┌─ Available data

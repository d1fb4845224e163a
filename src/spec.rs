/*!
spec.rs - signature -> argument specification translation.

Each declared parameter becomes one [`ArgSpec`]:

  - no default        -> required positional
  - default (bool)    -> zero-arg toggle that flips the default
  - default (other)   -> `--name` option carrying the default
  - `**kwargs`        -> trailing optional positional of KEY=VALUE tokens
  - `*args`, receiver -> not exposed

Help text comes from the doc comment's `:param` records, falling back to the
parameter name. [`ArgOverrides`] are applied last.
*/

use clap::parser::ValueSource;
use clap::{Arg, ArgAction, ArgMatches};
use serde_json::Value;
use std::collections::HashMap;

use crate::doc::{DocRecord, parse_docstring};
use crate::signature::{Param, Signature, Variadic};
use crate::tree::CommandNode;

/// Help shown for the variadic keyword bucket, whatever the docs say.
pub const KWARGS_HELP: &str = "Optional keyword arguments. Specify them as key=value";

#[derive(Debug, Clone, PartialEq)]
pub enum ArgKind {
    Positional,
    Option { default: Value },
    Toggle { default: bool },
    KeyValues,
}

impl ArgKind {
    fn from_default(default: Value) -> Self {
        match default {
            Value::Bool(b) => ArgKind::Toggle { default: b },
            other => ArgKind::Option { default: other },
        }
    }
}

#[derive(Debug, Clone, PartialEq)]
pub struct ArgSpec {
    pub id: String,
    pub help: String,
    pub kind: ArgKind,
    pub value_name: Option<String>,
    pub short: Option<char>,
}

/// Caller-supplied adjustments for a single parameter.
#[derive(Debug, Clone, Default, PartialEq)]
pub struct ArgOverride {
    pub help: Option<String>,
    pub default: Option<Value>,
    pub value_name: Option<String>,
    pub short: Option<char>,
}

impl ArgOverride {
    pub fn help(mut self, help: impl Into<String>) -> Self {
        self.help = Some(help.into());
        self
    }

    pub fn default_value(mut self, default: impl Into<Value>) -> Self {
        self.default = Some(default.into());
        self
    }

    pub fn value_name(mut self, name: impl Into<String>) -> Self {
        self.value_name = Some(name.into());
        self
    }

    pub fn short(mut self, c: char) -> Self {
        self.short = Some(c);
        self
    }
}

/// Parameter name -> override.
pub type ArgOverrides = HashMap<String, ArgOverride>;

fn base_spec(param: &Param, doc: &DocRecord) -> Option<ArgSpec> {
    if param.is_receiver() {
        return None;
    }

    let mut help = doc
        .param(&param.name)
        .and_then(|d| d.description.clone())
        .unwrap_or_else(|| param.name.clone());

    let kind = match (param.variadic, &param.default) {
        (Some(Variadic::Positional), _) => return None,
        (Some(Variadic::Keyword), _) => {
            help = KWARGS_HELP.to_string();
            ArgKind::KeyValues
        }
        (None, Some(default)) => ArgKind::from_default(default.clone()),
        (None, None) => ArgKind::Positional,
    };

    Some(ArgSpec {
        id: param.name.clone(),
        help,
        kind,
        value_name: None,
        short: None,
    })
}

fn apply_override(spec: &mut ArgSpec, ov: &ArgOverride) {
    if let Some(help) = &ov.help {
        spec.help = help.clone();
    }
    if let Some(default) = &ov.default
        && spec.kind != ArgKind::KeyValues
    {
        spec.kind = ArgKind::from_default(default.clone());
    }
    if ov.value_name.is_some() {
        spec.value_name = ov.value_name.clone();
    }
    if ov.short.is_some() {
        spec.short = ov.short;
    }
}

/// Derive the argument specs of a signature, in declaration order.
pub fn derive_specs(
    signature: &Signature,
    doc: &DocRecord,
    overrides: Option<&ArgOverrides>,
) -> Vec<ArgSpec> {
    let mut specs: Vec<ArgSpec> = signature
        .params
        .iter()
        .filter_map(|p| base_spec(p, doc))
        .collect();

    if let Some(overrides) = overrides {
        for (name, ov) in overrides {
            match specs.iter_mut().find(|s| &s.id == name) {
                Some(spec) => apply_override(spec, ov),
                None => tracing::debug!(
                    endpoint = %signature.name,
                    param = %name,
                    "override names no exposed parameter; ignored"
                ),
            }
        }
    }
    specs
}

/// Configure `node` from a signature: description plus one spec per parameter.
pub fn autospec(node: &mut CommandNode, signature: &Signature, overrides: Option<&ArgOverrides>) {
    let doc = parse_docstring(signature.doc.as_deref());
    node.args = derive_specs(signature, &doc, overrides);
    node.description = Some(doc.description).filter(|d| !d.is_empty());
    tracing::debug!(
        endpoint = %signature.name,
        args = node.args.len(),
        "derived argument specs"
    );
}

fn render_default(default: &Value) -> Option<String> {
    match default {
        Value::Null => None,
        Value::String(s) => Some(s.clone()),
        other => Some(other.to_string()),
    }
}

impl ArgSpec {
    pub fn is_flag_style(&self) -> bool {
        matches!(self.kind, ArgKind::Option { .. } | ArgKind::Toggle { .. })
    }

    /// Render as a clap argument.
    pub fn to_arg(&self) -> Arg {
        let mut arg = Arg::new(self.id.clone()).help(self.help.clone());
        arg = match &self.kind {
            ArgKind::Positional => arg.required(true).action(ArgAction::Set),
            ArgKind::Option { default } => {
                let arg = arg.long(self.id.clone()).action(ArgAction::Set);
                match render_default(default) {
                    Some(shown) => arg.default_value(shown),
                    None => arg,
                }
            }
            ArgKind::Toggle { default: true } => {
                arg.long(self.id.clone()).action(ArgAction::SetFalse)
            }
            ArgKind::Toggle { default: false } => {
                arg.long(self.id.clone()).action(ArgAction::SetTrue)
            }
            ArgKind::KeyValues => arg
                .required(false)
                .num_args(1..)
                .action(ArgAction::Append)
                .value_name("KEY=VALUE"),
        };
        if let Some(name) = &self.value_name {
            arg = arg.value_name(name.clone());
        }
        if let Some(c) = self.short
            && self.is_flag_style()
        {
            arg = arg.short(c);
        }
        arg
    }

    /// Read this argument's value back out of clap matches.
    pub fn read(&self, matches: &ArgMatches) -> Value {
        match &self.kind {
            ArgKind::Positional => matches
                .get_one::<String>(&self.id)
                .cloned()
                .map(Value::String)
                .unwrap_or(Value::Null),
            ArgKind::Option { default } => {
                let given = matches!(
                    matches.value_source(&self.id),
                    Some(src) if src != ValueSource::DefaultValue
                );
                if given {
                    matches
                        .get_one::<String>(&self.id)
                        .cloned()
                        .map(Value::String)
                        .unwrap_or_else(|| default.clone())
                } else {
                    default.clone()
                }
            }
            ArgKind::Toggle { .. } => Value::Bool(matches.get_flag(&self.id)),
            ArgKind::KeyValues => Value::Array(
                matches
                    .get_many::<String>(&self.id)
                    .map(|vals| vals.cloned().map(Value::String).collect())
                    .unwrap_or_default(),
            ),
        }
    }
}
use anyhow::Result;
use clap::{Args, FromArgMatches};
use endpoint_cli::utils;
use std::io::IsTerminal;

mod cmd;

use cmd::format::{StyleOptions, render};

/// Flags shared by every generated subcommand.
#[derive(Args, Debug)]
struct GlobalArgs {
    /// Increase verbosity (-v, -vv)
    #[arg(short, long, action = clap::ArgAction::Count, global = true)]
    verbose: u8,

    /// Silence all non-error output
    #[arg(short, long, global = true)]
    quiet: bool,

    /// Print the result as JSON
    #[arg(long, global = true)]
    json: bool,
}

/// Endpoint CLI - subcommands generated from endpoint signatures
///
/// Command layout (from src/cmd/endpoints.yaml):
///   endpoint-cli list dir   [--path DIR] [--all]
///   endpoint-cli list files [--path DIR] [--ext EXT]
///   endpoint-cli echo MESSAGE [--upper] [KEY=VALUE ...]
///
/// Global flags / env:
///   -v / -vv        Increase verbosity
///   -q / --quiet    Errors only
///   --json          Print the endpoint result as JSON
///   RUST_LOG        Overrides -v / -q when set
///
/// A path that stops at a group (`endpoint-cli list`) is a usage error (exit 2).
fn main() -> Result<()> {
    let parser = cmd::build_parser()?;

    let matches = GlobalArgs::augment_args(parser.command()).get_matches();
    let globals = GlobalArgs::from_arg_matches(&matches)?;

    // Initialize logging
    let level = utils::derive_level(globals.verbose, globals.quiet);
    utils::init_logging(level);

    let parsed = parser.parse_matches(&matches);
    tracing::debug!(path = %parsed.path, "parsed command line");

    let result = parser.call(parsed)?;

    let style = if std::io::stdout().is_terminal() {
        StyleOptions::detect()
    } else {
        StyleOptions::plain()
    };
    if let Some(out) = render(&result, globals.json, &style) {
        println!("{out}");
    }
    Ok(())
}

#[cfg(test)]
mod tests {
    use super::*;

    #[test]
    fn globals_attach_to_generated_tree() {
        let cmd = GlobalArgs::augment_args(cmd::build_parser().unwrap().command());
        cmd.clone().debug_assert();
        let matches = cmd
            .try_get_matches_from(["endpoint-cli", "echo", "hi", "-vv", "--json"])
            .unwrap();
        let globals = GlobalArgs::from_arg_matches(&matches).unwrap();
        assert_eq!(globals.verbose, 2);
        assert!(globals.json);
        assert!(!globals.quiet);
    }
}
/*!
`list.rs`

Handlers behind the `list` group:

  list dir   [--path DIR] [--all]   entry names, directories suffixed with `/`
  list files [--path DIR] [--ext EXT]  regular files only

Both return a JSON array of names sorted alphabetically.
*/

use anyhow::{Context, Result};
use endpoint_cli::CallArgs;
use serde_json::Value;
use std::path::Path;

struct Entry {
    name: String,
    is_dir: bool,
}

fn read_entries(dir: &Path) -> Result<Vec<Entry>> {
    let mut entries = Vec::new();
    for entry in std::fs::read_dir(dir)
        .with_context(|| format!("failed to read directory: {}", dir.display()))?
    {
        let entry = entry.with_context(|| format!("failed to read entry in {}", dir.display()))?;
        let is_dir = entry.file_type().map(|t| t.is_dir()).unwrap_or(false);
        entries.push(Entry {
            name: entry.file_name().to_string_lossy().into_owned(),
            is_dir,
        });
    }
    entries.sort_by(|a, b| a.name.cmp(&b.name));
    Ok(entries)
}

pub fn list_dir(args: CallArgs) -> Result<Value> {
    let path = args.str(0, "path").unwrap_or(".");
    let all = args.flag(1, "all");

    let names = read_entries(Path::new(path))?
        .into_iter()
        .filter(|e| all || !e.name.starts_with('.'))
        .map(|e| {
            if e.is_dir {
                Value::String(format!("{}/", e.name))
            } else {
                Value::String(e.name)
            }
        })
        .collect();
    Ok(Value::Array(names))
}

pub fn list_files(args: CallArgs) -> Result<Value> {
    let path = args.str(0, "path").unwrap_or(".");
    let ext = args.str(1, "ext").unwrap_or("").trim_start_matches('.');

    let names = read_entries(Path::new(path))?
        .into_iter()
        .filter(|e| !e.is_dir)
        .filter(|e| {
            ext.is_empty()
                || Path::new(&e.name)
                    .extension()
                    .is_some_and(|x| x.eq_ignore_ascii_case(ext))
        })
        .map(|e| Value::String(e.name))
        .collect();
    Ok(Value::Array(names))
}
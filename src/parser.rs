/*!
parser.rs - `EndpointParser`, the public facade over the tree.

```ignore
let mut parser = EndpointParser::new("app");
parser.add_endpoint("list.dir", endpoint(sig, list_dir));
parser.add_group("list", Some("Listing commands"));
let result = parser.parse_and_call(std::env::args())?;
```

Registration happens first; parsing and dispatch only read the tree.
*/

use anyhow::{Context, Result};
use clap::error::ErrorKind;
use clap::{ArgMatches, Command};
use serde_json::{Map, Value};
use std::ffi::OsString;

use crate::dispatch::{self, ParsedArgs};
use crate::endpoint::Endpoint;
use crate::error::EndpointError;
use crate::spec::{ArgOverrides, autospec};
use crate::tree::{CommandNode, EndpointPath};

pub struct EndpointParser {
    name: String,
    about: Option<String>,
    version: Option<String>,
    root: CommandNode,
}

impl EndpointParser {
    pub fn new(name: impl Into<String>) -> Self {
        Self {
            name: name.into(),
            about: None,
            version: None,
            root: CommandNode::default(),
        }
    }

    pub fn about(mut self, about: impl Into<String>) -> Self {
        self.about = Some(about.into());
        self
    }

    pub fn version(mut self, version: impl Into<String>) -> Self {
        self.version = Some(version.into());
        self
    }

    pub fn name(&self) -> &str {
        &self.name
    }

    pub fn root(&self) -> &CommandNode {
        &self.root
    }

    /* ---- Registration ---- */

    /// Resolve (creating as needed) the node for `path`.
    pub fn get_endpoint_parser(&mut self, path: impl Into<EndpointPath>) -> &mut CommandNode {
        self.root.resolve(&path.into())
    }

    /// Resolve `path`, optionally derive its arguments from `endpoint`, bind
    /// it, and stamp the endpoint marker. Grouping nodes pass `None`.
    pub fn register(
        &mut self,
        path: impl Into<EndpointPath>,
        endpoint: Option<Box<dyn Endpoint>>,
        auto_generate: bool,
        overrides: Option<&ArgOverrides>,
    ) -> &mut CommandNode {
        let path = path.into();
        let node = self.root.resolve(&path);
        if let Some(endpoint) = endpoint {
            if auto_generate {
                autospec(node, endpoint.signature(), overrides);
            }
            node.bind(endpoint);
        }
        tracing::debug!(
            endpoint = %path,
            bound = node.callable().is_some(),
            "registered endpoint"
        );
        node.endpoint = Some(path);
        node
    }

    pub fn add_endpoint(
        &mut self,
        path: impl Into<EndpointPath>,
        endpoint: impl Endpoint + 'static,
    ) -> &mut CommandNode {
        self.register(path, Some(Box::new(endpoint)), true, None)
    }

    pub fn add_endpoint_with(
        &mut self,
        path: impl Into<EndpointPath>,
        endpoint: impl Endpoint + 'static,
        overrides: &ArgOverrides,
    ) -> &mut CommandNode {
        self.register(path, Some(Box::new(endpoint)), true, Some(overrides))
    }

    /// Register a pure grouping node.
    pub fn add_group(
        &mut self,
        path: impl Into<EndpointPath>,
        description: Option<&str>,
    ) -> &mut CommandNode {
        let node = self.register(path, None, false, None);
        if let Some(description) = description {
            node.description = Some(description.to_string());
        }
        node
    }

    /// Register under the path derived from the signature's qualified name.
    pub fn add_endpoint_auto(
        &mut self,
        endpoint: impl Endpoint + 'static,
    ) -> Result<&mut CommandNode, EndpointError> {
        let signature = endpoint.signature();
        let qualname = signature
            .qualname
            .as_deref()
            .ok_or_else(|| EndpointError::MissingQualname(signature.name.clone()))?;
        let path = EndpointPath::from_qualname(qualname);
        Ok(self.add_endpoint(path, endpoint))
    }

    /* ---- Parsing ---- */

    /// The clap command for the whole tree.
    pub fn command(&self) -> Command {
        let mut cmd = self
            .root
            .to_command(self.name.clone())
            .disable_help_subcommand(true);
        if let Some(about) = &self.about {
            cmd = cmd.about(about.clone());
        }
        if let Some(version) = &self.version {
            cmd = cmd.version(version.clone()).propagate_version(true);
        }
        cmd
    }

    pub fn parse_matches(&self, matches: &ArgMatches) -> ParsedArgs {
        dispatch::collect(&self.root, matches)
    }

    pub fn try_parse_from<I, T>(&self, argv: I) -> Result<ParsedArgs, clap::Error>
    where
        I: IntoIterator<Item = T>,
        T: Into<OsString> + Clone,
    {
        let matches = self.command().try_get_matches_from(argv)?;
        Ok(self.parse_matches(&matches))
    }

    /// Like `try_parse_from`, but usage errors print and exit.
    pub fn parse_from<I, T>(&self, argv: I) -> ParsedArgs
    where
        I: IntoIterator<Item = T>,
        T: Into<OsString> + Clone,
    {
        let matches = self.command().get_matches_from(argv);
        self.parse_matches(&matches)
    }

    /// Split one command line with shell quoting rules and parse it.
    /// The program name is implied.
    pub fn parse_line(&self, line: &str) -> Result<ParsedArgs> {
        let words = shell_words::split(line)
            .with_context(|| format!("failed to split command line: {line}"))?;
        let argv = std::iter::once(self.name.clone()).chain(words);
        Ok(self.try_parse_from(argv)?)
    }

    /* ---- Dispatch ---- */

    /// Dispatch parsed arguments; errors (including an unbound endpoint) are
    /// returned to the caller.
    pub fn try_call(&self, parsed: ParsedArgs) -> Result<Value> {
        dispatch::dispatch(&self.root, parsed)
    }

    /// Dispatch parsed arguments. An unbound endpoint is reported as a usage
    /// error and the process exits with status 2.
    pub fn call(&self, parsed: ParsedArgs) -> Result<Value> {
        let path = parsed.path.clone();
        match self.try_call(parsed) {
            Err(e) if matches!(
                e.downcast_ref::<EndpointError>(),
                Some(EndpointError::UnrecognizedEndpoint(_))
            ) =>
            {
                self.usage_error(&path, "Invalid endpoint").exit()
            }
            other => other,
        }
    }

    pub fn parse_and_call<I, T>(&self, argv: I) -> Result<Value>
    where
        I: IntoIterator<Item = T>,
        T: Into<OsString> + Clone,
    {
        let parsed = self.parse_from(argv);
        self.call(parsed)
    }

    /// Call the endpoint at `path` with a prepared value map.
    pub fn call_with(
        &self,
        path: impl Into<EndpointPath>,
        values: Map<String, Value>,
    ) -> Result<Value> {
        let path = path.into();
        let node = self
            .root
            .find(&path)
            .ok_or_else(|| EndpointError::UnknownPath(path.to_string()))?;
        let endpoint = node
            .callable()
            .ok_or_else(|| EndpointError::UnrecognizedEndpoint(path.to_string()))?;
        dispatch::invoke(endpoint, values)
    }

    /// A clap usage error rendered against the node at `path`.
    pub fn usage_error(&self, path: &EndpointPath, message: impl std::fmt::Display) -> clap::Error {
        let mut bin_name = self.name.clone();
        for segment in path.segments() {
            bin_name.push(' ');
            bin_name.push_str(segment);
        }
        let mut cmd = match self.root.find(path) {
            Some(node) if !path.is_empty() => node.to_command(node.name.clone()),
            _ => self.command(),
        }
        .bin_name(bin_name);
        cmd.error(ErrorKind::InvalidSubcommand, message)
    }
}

└─

Print only these lines, please. They run from the start of the entries above to the line containing "- default (bool)", both ends included, and must match exactly.

repository d1fb4845224e163a
filename src/spec.rs
/*!
spec.rs - signature -> argument specification translation.

Each declared parameter becomes one [`ArgSpec`]:

  - no default        -> required positional
  - default (bool)    -> zero-arg toggle that flips the default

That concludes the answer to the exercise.